Abstract PR01: Global chromatin profiling identifies NSD2 mutations in pediatric acute lymphoblastic leukemia

Epigenetic dysregulation is an emerging hallmark of cancers, and the identification of recurrent somatic mutations in chromatin modifying enzymes implies a causal role for altered chromatin states in tumorigenesis. While the genomic characterization of cancers is well advanced, our current understanding of cancer epigenomes is limited. Here, we developed a high-information-content mass spectrometry approach to profile global histone modifications in human cancer cells. When applied to 115 cell lines of the Cancer Cell Line Encyclopedia, this approach identified distinct molecular chromatin signatures (MCS) that provided novel insights into their epigenetic states. One MCS cluster, characterized by high H3K27 trimethylation, strongly correlated with EZH2 gain-of-function mutations, whereas another MCS cluster provided functional epigenetic correlates of EZH2 loss-of-function mutations.

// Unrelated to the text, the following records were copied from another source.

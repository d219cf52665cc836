//! Error types for the ClickPot game core.
//!
//! All errors use the `CP_ERR_` prefix convention for easy grepping in logs.
//! Error codes are grouped by subsystem:
//! - 1xx: Registration / validation errors
//! - 2xx: Balance errors
//! - 3xx: Escrow errors
//! - 4xx: Session-conflict errors
//! - 6xx: Settlement errors
//! - 9xx: General / internal errors

use rust_decimal::Decimal;
use thiserror::Error;

use crate::{IdentityId, RoomId};

/// Central error enum for all ClickPot operations.
#[derive(Debug, Error)]
pub enum ClickpotError {
    // =================================================================
    // Registration / Validation Errors (1xx)
    // =================================================================
    /// The identity proof did not verify. The connection is terminated.
    #[error("CP_ERR_100: Identity proof rejected: {reason}")]
    IdentityProofRejected { reason: String },

    /// The connection has not completed registration.
    #[error("CP_ERR_101: Not registered")]
    NotRegistered,

    /// The referenced identity is not known to the directory.
    #[error("CP_ERR_102: Unknown identity: {0}")]
    UnknownIdentity(IdentityId),

    /// The stake amount is not in the allow-list.
    #[error("CP_ERR_103: Invalid stake amount: {amount}")]
    InvalidStake { amount: Decimal },

    /// The inbound message could not be decoded.
    #[error("CP_ERR_104: Malformed message: {reason}")]
    MalformedMessage { reason: String },

    // =================================================================
    // Balance Errors (2xx)
    // =================================================================
    /// Not enough available credits to perform the operation.
    #[error("CP_ERR_200: Insufficient balance: need {needed}, have {available}")]
    InsufficientBalance { needed: Decimal, available: Decimal },

    // =================================================================
    // Escrow Errors (3xx)
    // =================================================================
    /// The identity already has credits locked in escrow.
    #[error("CP_ERR_300: Credits already locked for {0}")]
    AlreadyLocked(IdentityId),

    /// No escrow exists for the identity where one was required.
    #[error("CP_ERR_301: No escrow found for {0}")]
    EscrowNotFound(IdentityId),

    // =================================================================
    // Session-Conflict Errors (4xx)
    // =================================================================
    /// The identity is already inside a running session.
    #[error("CP_ERR_400: Already in session {0}")]
    AlreadyInSession(RoomId),

    // =================================================================
    // Settlement Errors (6xx)
    // =================================================================
    /// Credit conservation invariant violated — critical safety alert.
    #[error("CP_ERR_600: Conservation violation: {reason}")]
    ConservationViolation { reason: String },

    // =================================================================
    // General / Internal (9xx)
    // =================================================================
    /// Unrecoverable internal error.
    #[error("CP_ERR_900: Internal error: {0}")]
    Internal(String),
}

/// Crate-wide `Result` alias.
pub type Result<T> = std::result::Result<T, ClickpotError>;

#[cfg(test)]
mod tests {
    use super::*;

    #[test]
    fn error_display_contains_prefix() {
        let err = ClickpotError::NotRegistered;
        let msg = format!("{err}");
        assert!(msg.starts_with("CP_ERR_101"), "Got: {msg}");
    }

    #[test]
    fn insufficient_balance_display() {
        let err = ClickpotError::InsufficientBalance {
            needed: Decimal::new(10, 0),
            available: Decimal::new(3, 0),
        };
        let msg = format!("{err}");
        assert!(msg.contains("CP_ERR_200"));
        assert!(msg.contains("10"));
        assert!(msg.contains('3'));
    }

    #[test]
    fn all_errors_have_cp_err_prefix() {
        let errors: Vec<ClickpotError> = vec![
            ClickpotError::IdentityProofRejected {
                reason: "bad hash".into(),
            },
            ClickpotError::NotRegistered,
            ClickpotError::InvalidStake {
                amount: Decimal::new(7, 0),
            },
            ClickpotError::AlreadyLocked(IdentityId::from_external("x")),
            ClickpotError::ConservationViolation {
                reason: "test".into(),
            },
            ClickpotError::Internal("test".into()),
        ];
        for err in errors {
            let msg = format!("{err}");
            assert!(
                msg.starts_with("CP_ERR_"),
                "Error missing CP_ERR_ prefix: {msg}"
            );
        }
    }
}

A third MCS cluster was characterized by increased H3K36 dimethylation and contained several cell lines harboring NSD2 translocations. Analysis of genomic correlates of the remaining cell lines within this third cluster identified a novel NSD2 E1099K variant in acute lymphoblastic leukemia (ALL) lines. Ectopic expression of the NSD2 E1099K variant induced a MCS profile characteristic of NSD2 hyperactivation and promoted transformation. Moreover, NSD2 knockdown selectively inhibited the proliferation of cell lines harboring NSD2 mutations. Massively parallel sequencing analysis of over 1000 pediatric cancer genomes identified the same NSD2 E1099K mutation in 14% of t(12;21)[ETV6-RUNX1]-containing ALLs. Together, these findings identify NSD2 as a potential therapeutic target for pediatric ALL and provide a general framework for the functional annotation of cancer epigenomes. Citation Format: Jacob Jaffe, Yan Wang, HoMan Chan, Jinghui Zhang, Roberts Huether, Gregory Kryukov, Jordan Taylor, Min Hu, Nathan Englund, Feng Yan, Zhaofu Wang, Lei Wei, Lei Wei, Jing Ma, John Easton, William R. Sellers, Nicholas Keen, Jun Liu, Jun Liu, Charles Mullighan, Steven Carr, James Downing, Levi Garraway, Frank Stegmeier. Global chromatin profiling identifies NSD2 mutations in pediatric acute lymphoblastic leukemia. [abstract]. In: Proceedings of the AACR Special Conference on Chromatin and Epigenetics in Cancer; Jun 19-22, 2013; Atlanta, GA. Philadelphia (PA): AACR; Cancer Res 2013;73(13 Suppl):Abstract nr PR01.